Buttler's innings is an uneasy affair. As ever, he wants to dominate, but he is forced on to the defensive by the sluggishness of the pitch and the accuracy of his former team-mates. There are hints of his characteristic fluency of timing, but he finds the fielder too often, and even his two sixes are not quite struck with his usual robust clarity. At one point Thomas makes as if to Mankad Buttler, before embracing him to show that he wasn't serious. The crowd laughs along, but Buttler doesn't crack a smile. He was unhappy about what happened to him at Edgbaston and he is well aware that he needs to concentrate harder, both when backing up and when facing. This is especially true today, but, when he has made 18, Gregory gets one through his defence and shatters his stumps. The cheers of the crowd are even louder than the applause he received on the way to the wicket.

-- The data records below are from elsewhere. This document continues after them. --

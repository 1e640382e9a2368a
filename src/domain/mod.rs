pub mod category;
pub mod common;
pub mod transaction;

pub use category::{Category, CategoryId};
pub use common::{Displayable, NamedEntity};
pub use transaction::{Frequency, TransactionDraft, TransactionRecord, TransactionType};
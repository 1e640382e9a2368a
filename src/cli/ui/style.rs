use std::io::IsTerminal;

use colored::{Color, Colorize};

/// Glyphs and colours used when painting the selector on a terminal.
#[derive(Debug, Clone)]
pub struct UiStyle {
    pub use_color: bool,
    pub plain_mode: bool,
    pub highlight_marker: String,
    pub normal_marker: String,
    pub search_icon: String,
    pub check_icon: String,
    pub create_icon: String,
    pub horizontal: char,
    pub color_highlight: Option<Color>,
    pub color_mark: Option<Color>,
    pub color_error: Option<Color>,
}

impl UiStyle {
    /// Colour only when stdout is a terminal, `NO_COLOR` is unset and plain
    /// mode is off.
    pub fn detect(plain_mode: bool) -> Self {
        let stdout_tty = std::io::stdout().is_terminal();
        let no_color = std::env::var_os("NO_COLOR").is_some();
        if plain_mode {
            return Self::plain();
        }
        let use_color = stdout_tty && !no_color;
        Self {
            use_color,
            plain_mode: false,
            highlight_marker: "> ".into(),
            normal_marker: "  ".into(),
            search_icon: "⌕ ".into(),
            check_icon: "✓".into(),
            create_icon: "+".into(),
            horizontal: '─',
            color_highlight: use_color.then_some(Color::Cyan),
            color_mark: use_color.then_some(Color::Yellow),
            color_error: use_color.then_some(Color::Red),
        }
    }

    /// ASCII-only, colourless style; matches are bracketed instead of coloured.
    pub fn plain() -> Self {
        Self {
            use_color: false,
            plain_mode: true,
            highlight_marker: "> ".into(),
            normal_marker: "  ".into(),
            search_icon: String::new(),
            check_icon: "*".into(),
            create_icon: "+".into(),
            horizontal: '-',
            color_highlight: None,
            color_mark: None,
            color_error: None,
        }
    }

    pub fn horizontal_line(&self, width: usize) -> String {
        self.horizontal.to_string().repeat(width.max(24))
    }

    pub fn apply_highlight_style(&self, text: &str) -> String {
        if !self.use_color {
            return text.to_string();
        }
        match self.color_highlight {
            Some(color) => text.color(color).bold().to_string(),
            None => text.bold().to_string(),
        }
    }

    /// Matches are bracketed whenever colour is unavailable.
    pub fn apply_mark_style(&self, text: &str) -> String {
        if self.plain_mode || !self.use_color {
            return format!("[{text}]");
        }
        match self.color_mark {
            Some(color) => text.color(color).underline().to_string(),
            None => text.underline().to_string(),
        }
    }

    pub fn apply_dim_style(&self, text: &str) -> String {
        if self.use_color {
            text.dimmed().to_string()
        } else {
            text.to_string()
        }
    }

    pub fn apply_error_style(&self, text: &str) -> String {
        if !self.use_color {
            return text.to_string();
        }
        match self.color_error {
            Some(color) => text.color(color).to_string(),
            None => text.to_string(),
        }
    }
}
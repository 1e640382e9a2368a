use crossterm::event::{Event, KeyCode, KeyEvent, KeyEventKind, KeyModifiers, MouseButton, MouseEventKind};

/// Terminal event translated into something the picker session acts on.
#[derive(Debug, Clone, Copy, PartialEq, Eq)]
pub enum PickerInput {
    Up,
    Down,
    Enter,
    Esc,
    Char(char),
    Backspace,
    Interrupt,
    Click { row: u16 },
    Hover { row: u16 },
    Resize,
    Unknown,
}

pub fn key_input(code: KeyCode) -> PickerInput {
    match code {
        KeyCode::Up => PickerInput::Up,
        KeyCode::Down => PickerInput::Down,
        KeyCode::Enter => PickerInput::Enter,
        KeyCode::Esc => PickerInput::Esc,
        KeyCode::Backspace => PickerInput::Backspace,
        KeyCode::Char(ch) => PickerInput::Char(ch),
        _ => PickerInput::Unknown,
    }
}

fn key_event_input(key: KeyEvent) -> PickerInput {
    if key.kind == KeyEventKind::Release {
        return PickerInput::Unknown;
    }
    if key.modifiers.contains(KeyModifiers::CONTROL)
        && matches!(key.code, KeyCode::Char('c') | KeyCode::Char('C'))
    {
        return PickerInput::Interrupt;
    }
    key_input(key.code)
}

pub fn event_input(event: Event) -> PickerInput {
    match event {
        Event::Key(key) => key_event_input(key),
        Event::Mouse(mouse) => match mouse.kind {
            MouseEventKind::Down(MouseButton::Left) => PickerInput::Click { row: mouse.row },
            MouseEventKind::Moved => PickerInput::Hover { row: mouse.row },
            _ => PickerInput::Unknown,
        },
        Event::Resize(_, _) => PickerInput::Resize,
        _ => PickerInput::Unknown,
    }
}
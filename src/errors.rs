use std::result::Result as StdResult;

use thiserror::Error;

/// Error type shared by the catalog, form and configuration layers.
#[derive(Debug, Error)]
pub enum PickerError {
    #[error("IO error: {0}")]
    Io(#[from] std::io::Error),
    #[error("Serialization error: {0}")]
    Serde(#[from] serde_json::Error),
    #[error("Invalid input: {0}")]
    InvalidInput(String),
    #[error("Category already exists: {0}")]
    CategoryExists(String),
    #[error("Category not found: {0}")]
    CategoryNotFound(String),
    #[error("Configuration error: {0}")]
    Config(String),
}

pub type Result<T> = StdResult<T, PickerError>;
//! Coefficient tuning panel: progression model, chart rendering, and the
//! configuring → running session lifecycle that hands a frozen configuration
//! to an external simulation.

pub mod config;
pub mod controller;
pub mod controls;
pub mod domain;
pub mod error;
pub mod progression;
pub mod render;
pub mod scale;
pub mod session;
pub mod simulation;
pub mod surface;
pub mod svg;

pub use config::{load_settings, Settings};
pub use controller::{PanelController, PanelUpdate, PanelView};
pub use domain::{Coefficient, CoefficientPair, Point, PointSeries};
pub use session::{SessionKey, SessionState, StartOutcome};
pub use simulation::{KeyReporter, SimulationConfig, SimulationFactory, SimulationViewport};
pub use surface::{DrawableRegion, Scene, Surface};
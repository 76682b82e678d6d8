//! Boundary to the external interactive simulation.
//!
//! A simulation receives a frozen [`SimulationConfig`] when it is mounted and
//! reports its session key back through a [`KeyReporter`]. Nothing in the core
//! depends on what the simulation does in between.

use std::{fmt, rc::Rc};

use serde::Serialize;

use crate::domain::CoefficientPair;
use crate::session::SessionKey;

/// Original sizing: the simulation takes a bit under half the window width
/// and the full height minus a header band.
const WIDTH_DIVISOR: f64 = 2.2;
const HEIGHT_RESERVE: f64 = 100.0;

#[derive(Debug, Clone, Copy, PartialEq, Serialize)]
pub struct SimulationViewport {
    pub width: f64,
    pub height: f64,
}

impl SimulationViewport {
    pub fn from_window(window_width: f64, window_height: f64) -> Self {
        Self {
            width: (window_width / WIDTH_DIVISOR).max(1.0),
            height: (window_height - HEIGHT_RESERVE).max(1.0),
        }
    }
}

#[derive(Debug, Clone, PartialEq, Serialize)]
pub struct SimulationConfig {
    pub width: f64,
    pub height: f64,
    pub a: f64,
    pub b: f64,
    pub label: String,
}

impl SimulationConfig {
    pub fn freeze(pair: CoefficientPair, viewport: SimulationViewport) -> Self {
        Self {
            width: viewport.width,
            height: viewport.height,
            a: pair.a(),
            b: pair.b(),
            label: session_label(pair),
        }
    }

    pub fn pair(&self) -> CoefficientPair {
        CoefficientPair::new(self.a, self.b)
    }
}

pub fn session_label(pair: CoefficientPair) -> String {
    format!("custom-a={:.3}-b={:.3}", pair.a(), pair.b())
}

/// Callback handle given to a mounted simulation. `report` stores the key,
/// logs it and notifies observers before it returns.
#[derive(Clone)]
pub struct KeyReporter {
    sink: Rc<dyn Fn(SessionKey)>,
}

impl KeyReporter {
    pub(crate) fn new(sink: impl Fn(SessionKey) + 'static) -> Self {
        Self {
            sink: Rc::new(sink),
        }
    }

    pub fn report(&self, key: impl Into<String>) {
        (self.sink)(SessionKey::new(key));
    }
}

impl fmt::Debug for KeyReporter {
    fn fmt(&self, f: &mut fmt::Formatter<'_>) -> fmt::Result {
        f.debug_struct("KeyReporter").finish_non_exhaustive()
    }
}

pub trait SimulationFactory {
    type Simulation;

    fn mount(&mut self, config: SimulationConfig, reporter: KeyReporter) -> Self::Simulation;
}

Jos Buttler knows what it is to walk through the Long Room at Lord's with the cheers of the crowd ringing in his ears, and, before he is done with the game, he will know what it is to be applauded from the field at many another of the world's great arenas. For all his quietly-spoken modesty he is still at an age where action and achievement are everything and nostalgic reflection is for the future. Sport as a job demands that.
However, we that have been around for longer and have never had to depend on the bounce of a ball for our living can reflect on the significance of what we have seen. It has been a demonstration of the common humanity which, particularly at the heart of the county game, still suffuses cricket.
One day Jos Buttler will do the same.